### WHAT YOU SHOULD DO
Restate the data exactly, with nothing altered.

─── DATASET EXCERPTS

use serde::{Deserialize, Serialize};
use std::fmt;

#[derive(Clone, Debug, Serialize, Deserialize, PartialEq, Eq, Hash)]
#[serde(from = "String", into = "String")]
pub enum Category {
    Housing,
    Food,
    Transportation,
    Groceries,
    Utilities,
    Clothing,
    Healthcare,
    Entertainment,
    Fitness,
    Travel,
    Education,
    Gifts,
    PersonalCare,
    Maintenance,
    Subscriptions,
    Business,
    Other,
    /// Raw value the backend sent that this client does not know yet.
    Unknown(String),
}

impl Category {
    pub const ALL: [Category; 17] = [
        Category::Housing,
        Category::Food,
        Category::Transportation,
        Category::Groceries,
        Category::Utilities,
        Category::Clothing,
        Category::Healthcare,
        Category::Entertainment,
        Category::Fitness,
        Category::Travel,
        Category::Education,
        Category::Gifts,
        Category::PersonalCare,
        Category::Maintenance,
        Category::Subscriptions,
        Category::Business,
        Category::Other,
    ];

    pub fn as_str(&self) -> &str {
        match self {
            Category::Housing => "housing",
            Category::Food => "food",
            Category::Transportation => "transportation",
            Category::Groceries => "groceries",
            Category::Utilities => "utilities",
            Category::Clothing => "clothing",
            Category::Healthcare => "healthcare",
            Category::Entertainment => "entertainment",
            Category::Fitness => "fitness",
            Category::Travel => "travel",
            Category::Education => "education",
            Category::Gifts => "gifts",
            Category::PersonalCare => "personal_care",
            Category::Maintenance => "maintenance",
            Category::Subscriptions => "subscriptions",
            Category::Business => "business",
            Category::Other => "other",
            Category::Unknown(raw) => raw,
        }
    }

    pub fn is_known(&self) -> bool {
        !matches!(self, Category::Unknown(_))
    }
}

impl From<String> for Category {
    fn from(raw: String) -> Self {
        Category::ALL
            .iter()
            .find(|c| c.as_str() == raw)
            .cloned()
            .unwrap_or(Category::Unknown(raw))
    }
}

impl From<&str> for Category {
    fn from(raw: &str) -> Self {
        Category::from(raw.to_string())
    }
}

impl From<Category> for String {
    fn from(category: Category) -> Self {
        match category {
            Category::Unknown(raw) => raw,
            known => known.as_str().to_string(),
        }
    }
}

impl fmt::Display for Category {
    fn fmt(&self, f: &mut fmt::Formatter<'_>) -> fmt::Result {
        write!(f, "{}", self.as_str())
    }
}
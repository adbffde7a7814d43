use crate::core::models::{DashboardSnapshot, PaymentStatus, SplitMode, Transaction, UserBalance, UserId};
use chrono::{DateTime, Utc};
use rust_decimal::Decimal;
use serde::Serialize;
use std::collections::{HashMap, HashSet};

#[derive(Clone, Debug, Serialize, PartialEq)]
pub struct CounterpartyBalance {
    pub username: String,
    pub full_name: String,
    /// Positive: they owe the viewer. Negative: the viewer owes them.
    pub balance: Decimal,
    pub last_activity: DateTime<Utc>,
}

/// Net position of the viewer against everyone they split with.
#[derive(Clone, Debug, Default, Serialize, PartialEq)]
pub struct BalanceSheet {
    pub counterparties: Vec<CounterpartyBalance>,
    pub total_to_give: Decimal,
    pub total_to_receive: Decimal,
    pub total_balance: Decimal,
}

impl BalanceSheet {
    pub fn from_transactions(transactions: &[Transaction]) -> Self {
        let mut by_user: HashMap<&str, CounterpartyBalance> = HashMap::new();

        for tx in transactions {
            // Viewer covered it alone, nobody else is involved.
            if tx.status == PaymentStatus::YouPaid && tx.split_mode == SplitMode::User1PaidNoSplit {
                continue;
            }

            let entry = by_user
                .entry(tx.split_with.username.as_str())
                .or_insert_with(|| CounterpartyBalance {
                    username: tx.split_with.username.clone(),
                    full_name: tx.split_with.full_name.clone(),
                    balance: Decimal::ZERO,
                    last_activity: tx.date,
                });
            if tx.date > entry.last_activity {
                entry.last_activity = tx.date;
            }
            entry.balance = entry.balance.saturating_add(Self::contribution(tx));
        }

        let mut counterparties: Vec<CounterpartyBalance> = by_user.into_values().collect();
        counterparties.sort_by(|a, b| {
            b.last_activity
                .cmp(&a.last_activity)
                .then_with(|| a.username.cmp(&b.username))
        });

        let total_to_receive: Decimal = counterparties
            .iter()
            .map(|c| c.balance)
            .filter(|b| *b > Decimal::ZERO)
            .fold(Decimal::ZERO, Decimal::saturating_add);
        let total_to_give: Decimal = counterparties
            .iter()
            .map(|c| c.balance)
            .filter(|b| *b < Decimal::ZERO)
            .map(|b| b.abs())
            .fold(Decimal::ZERO, Decimal::saturating_add);

        BalanceSheet {
            counterparties,
            total_to_give,
            total_to_receive,
            total_balance: total_to_receive.saturating_sub(total_to_give),
        }
    }

    /// Signed amount one transaction moves the viewer's balance by.
    fn contribution(tx: &Transaction) -> Decimal {
        if tx.settled {
            return Decimal::ZERO;
        }
        match (tx.status, &tx.split_mode) {
            (PaymentStatus::YouPaid, SplitMode::User1PaidNoSplit) => Decimal::ZERO,
            (PaymentStatus::YouPaid, _) => tx.other_user_share,
            (PaymentStatus::TheyPaid, SplitMode::User2PaidNoSplit) => -tx.amount,
            (PaymentStatus::TheyPaid, _) => -tx.user_share,
        }
    }

    pub fn active_count(&self) -> usize {
        self.counterparties.iter().filter(|c| !c.balance.is_zero()).count()
    }

    pub fn to_snapshot(&self) -> DashboardSnapshot {
        DashboardSnapshot {
            total_balance: self.total_balance,
            total_to_give: self.total_to_give,
            total_to_receive: self.total_to_receive,
            user_balances: self
                .counterparties
                .iter()
                .map(|c| UserBalance {
                    id: UserId::Text(c.username.clone()),
                    full_name: c.full_name.clone(),
                    username: c.username.clone(),
                    balance: c.balance,
                    last_transaction: Some(c.last_activity.to_rfc3339()),
                })
                .collect(),
        }
    }
}

/// Profile screen counters.
#[derive(Clone, Debug, Default, Serialize, PartialEq)]
pub struct ActivityStats {
    pub total_expenses: Decimal,
    pub total_friends: usize,
    pub settled_expenses: usize,
}

impl ActivityStats {
    pub fn from_transactions(transactions: &[Transaction]) -> Self {
        let friends: HashSet<&str> = transactions
            .iter()
            .filter(|tx| !tx.split_with.is_placeholder())
            .map(|tx| tx.split_with.username.as_str())
            .collect();

        ActivityStats {
            total_expenses: transactions
                .iter()
                .fold(Decimal::ZERO, |total, tx| total.saturating_add(tx.amount)),
            total_friends: friends.len(),
            settled_expenses: transactions.iter().filter(|tx| tx.settled).count(),
        }
    }
}
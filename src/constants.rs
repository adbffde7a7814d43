use rust_decimal::Decimal;

/// Display name the backend gives the placeholder user on no-split expenses.
pub const NO_SPLIT_PLACEHOLDER: &str = "No Split User";

pub const MAX_NAME_LENGTH: usize = 255;

/// Shares may drift by a cent from rounding on the backend.
pub const SHARE_TOLERANCE: Decimal = Decimal::from_parts(1, 0, 0, false, 2);

/// Largest amount or share accepted from the backend (10^15).
pub const MAX_AMOUNT: Decimal = Decimal::from_parts(2764472320, 232830, 0, false, 0);

pub const DISPLAY_DECIMALS: u32 = 2;

// Diagnostic event names
pub const RECORD_SKIPPED: &str = "record_skipped";
pub const SPLIT_MODE_FALLBACK: &str = "split_mode_fallback";
pub const SHARE_MISMATCH: &str = "share_mismatch";
pub const REFRESH_SUPERSEDED: &str = "refresh_superseded";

──────

### REPLY
use serde::{Deserialize, Serialize};
use std::fmt;

#[derive(Clone, Debug, Serialize, Deserialize, PartialEq, Eq, Hash)]
#[serde(from = "String", into = "String")]
pub enum Category {
    Housing,
    Food,
    Transportation,
    Groceries,
    Utilities,
    Clothing,
    Healthcare,
    Entertainment,
    Fitness,
    Travel,
    Education,
    Gifts,
    PersonalCare,
    Maintenance,
    Subscriptions,
    Business,
    Other,
    /// Raw value the backend sent that this client does not know yet.
    Unknown(String),
}

impl Category {
    pub const ALL: [Category; 17] = [
        Category::Housing,
        Category::Food,
        Category::Transportation,
        Category::Groceries,
        Category::Utilities,
        Category::Clothing,
        Category::Healthcare,
        Category::Entertainment,
        Category::Fitness,
        Category::Travel,
        Category::Education,
        Category::Gifts,
        Category::PersonalCare,
        Category::Maintenance,
        Category::Subscriptions,
        Category::Business,
        Category::Other,
    ];

    pub fn as_str(&self) -> &str {
        match self {
            Category::Housing => "housing",
            Category::Food => "food",
            Category::Transportation => "transportation",
            Category::Groceries => "groceries",
            Category::Utilities => "utilities",
            Category::Clothing => "clothing",
            Category::Healthcare => "healthcare",
            Category::Entertainment => "entertainment",
            Category::Fitness => "fitness",
            Category::Travel => "travel",
            Category::Education => "education",
            Category::Gifts => "gifts",
            Category::PersonalCare => "personal_care",
            Category::Maintenance => "maintenance",
            Category::Subscriptions => "subscriptions",
            Category::Business => "business",
            Category::Other => "other",
            Category::Unknown(raw) => raw,
        }
    }

    pub fn is_known(&self) -> bool {
        !matches!(self, Category::Unknown(_))
    }
}

impl From<String> for Category {
    fn from(raw: String) -> Self {
        Category::ALL
            .iter()
            .find(|c| c.as_str() == raw)
            .cloned()
            .unwrap_or(Category::Unknown(raw))
    }
}

impl From<&str> for Category {
    fn from(raw: &str) -> Self {
        Category::from(raw.to_string())
    }
}

impl From<Category> for String {
    fn from(category: Category) -> Self {
        match category {
            Category::Unknown(raw) => raw,
            known => known.as_str().to_string(),
        }
    }
}

impl fmt::Display for Category {
    fn fmt(&self, f: &mut fmt::Formatter<'_>) -> fmt::Result {
        write!(f, "{}", self.as_str())
    }
}
repository adbffde7a7814d43
use crate::core::models::{DashboardSnapshot, PaymentStatus, SplitMode, Transaction, UserBalance, UserId};
use chrono::{DateTime, Utc};
use rust_decimal::Decimal;
use serde::Serialize;
use std::collections::{HashMap, HashSet};

#[derive(Clone, Debug, Serialize, PartialEq)]
pub struct CounterpartyBalance {
    pub username: String,
    pub full_name: String,
    /// Positive: they owe the viewer. Negative: the viewer owes them.
    pub balance: Decimal,
    pub last_activity: DateTime<Utc>,
}

/// Net position of the viewer against everyone they split with.
#[derive(Clone, Debug, Default, Serialize, PartialEq)]
pub struct BalanceSheet {
    pub counterparties: Vec<CounterpartyBalance>,
    pub total_to_give: Decimal,
    pub total_to_receive: Decimal,
    pub total_balance: Decimal,
}

impl BalanceSheet {
    pub fn from_transactions(transactions: &[Transaction]) -> Self {
        let mut by_user: HashMap<&str, CounterpartyBalance> = HashMap::new();

        for tx in transactions {
            // Viewer covered it alone, nobody else is involved.
            if tx.status == PaymentStatus::YouPaid && tx.split_mode == SplitMode::User1PaidNoSplit {
                continue;
            }

            let entry = by_user
                .entry(tx.split_with.username.as_str())
                .or_insert_with(|| CounterpartyBalance {
                    username: tx.split_with.username.clone(),
                    full_name: tx.split_with.full_name.clone(),
                    balance: Decimal::ZERO,
                    last_activity: tx.date,
                });
            if tx.date > entry.last_activity {
                entry.last_activity = tx.date;
            }
            entry.balance = entry.balance.saturating_add(Self::contribution(tx));
        }

        let mut counterparties: Vec<CounterpartyBalance> = by_user.into_values().collect();
        counterparties.sort_by(|a, b| {
            b.last_activity
                .cmp(&a.last_activity)
                .then_with(|| a.username.cmp(&b.username))
        });

        let total_to_receive: Decimal = counterparties
            .iter()
            .map(|c| c.balance)
            .filter(|b| *b > Decimal::ZERO)
            .fold(Decimal::ZERO, Decimal::saturating_add);
        let total_to_give: Decimal = counterparties
            .iter()
            .map(|c| c.balance)
            .filter(|b| *b < Decimal::ZERO)
            .map(|b| b.abs())
            .fold(Decimal::ZERO, Decimal::saturating_add);

        BalanceSheet {
            counterparties,
            total_to_give,
            total_to_receive,
            total_balance: total_to_receive.saturating_sub(total_to_give),
        }
    }

    /// Signed amount one transaction moves the viewer's balance by.
    fn contribution(tx: &Transaction) -> Decimal {
        if tx.settled {
            return Decimal::ZERO;
        }
        match (tx.status, &tx.split_mode) {
            (PaymentStatus::YouPaid, SplitMode::User1PaidNoSplit) => Decimal::ZERO,
            (PaymentStatus::YouPaid, _) => tx.other_user_share,
            (PaymentStatus::TheyPaid, SplitMode::User2PaidNoSplit) => -tx.amount,
            (PaymentStatus::TheyPaid, _) => -tx.user_share,
        }
    }

    pub fn active_count(&self) -> usize {
        self.counterparties.iter().filter(|c| !c.balance.is_zero()).count()
    }

    pub fn to_snapshot(&self) -> DashboardSnapshot {
        DashboardSnapshot {
            total_balance: self.total_balance,
            total_to_give: self.total_to_give,
            total_to_receive: self.total_to_receive,
            user_balances: self
                .counterparties
                .iter()
                .map(|c| UserBalance {
                    id: UserId::Text(c.username.clone()),
                    full_name: c.full_name.clone(),
                    username: c.username.clone(),
                    balance: c.balance,
                    last_transaction: Some(c.last_activity.to_rfc3339()),
                })
                .collect(),
        }
    }
}

/// Profile screen counters.
#[derive(Clone, Debug, Default, Serialize, PartialEq)]
pub struct ActivityStats {
    pub total_expenses: Decimal,
    pub total_friends: usize,
    pub settled_expenses: usize,
}

impl ActivityStats {
    pub fn from_transactions(transactions: &[Transaction]) -> Self {
        let friends: HashSet<&str> = transactions
            .iter()
            .filter(|tx| !tx.split_with.is_placeholder())
            .map(|tx| tx.split_with.username.as_str())
            .collect();

        ActivityStats {
            total_expenses: transactions
                .iter()
                .fold(Decimal::ZERO, |total, tx| total.saturating_add(tx.amount)),
            total_friends: friends.len(),
            settled_expenses: transactions.iter().filter(|tx| tx.settled).count(),
        }
    }
}
filename src/constants.rs
repository adbffde7a7814d43
use rust_decimal::Decimal;

/// Display name the backend gives the placeholder user on no-split expenses.
pub const NO_SPLIT_PLACEHOLDER: &str = "No Split User";

pub const MAX_NAME_LENGTH: usize = 255;

/// Shares may drift by a cent from rounding on the backend.
pub const SHARE_TOLERANCE: Decimal = Decimal::from_parts(1, 0, 0, false, 2);

/// Largest amount or share accepted from the backend (10^15).
pub const MAX_AMOUNT: Decimal = Decimal::from_parts(2764472320, 232830, 0, false, 0);

pub const DISPLAY_DECIMALS: u32 = 2;

// Diagnostic event names
pub const RECORD_SKIPPED: &str = "record_skipped";
pub const SPLIT_MODE_FALLBACK: &str = "split_mode_fallback";
pub const SHARE_MISMATCH: &str = "share_mismatch";
pub const REFRESH_SUPERSEDED: &str = "refresh_superseded";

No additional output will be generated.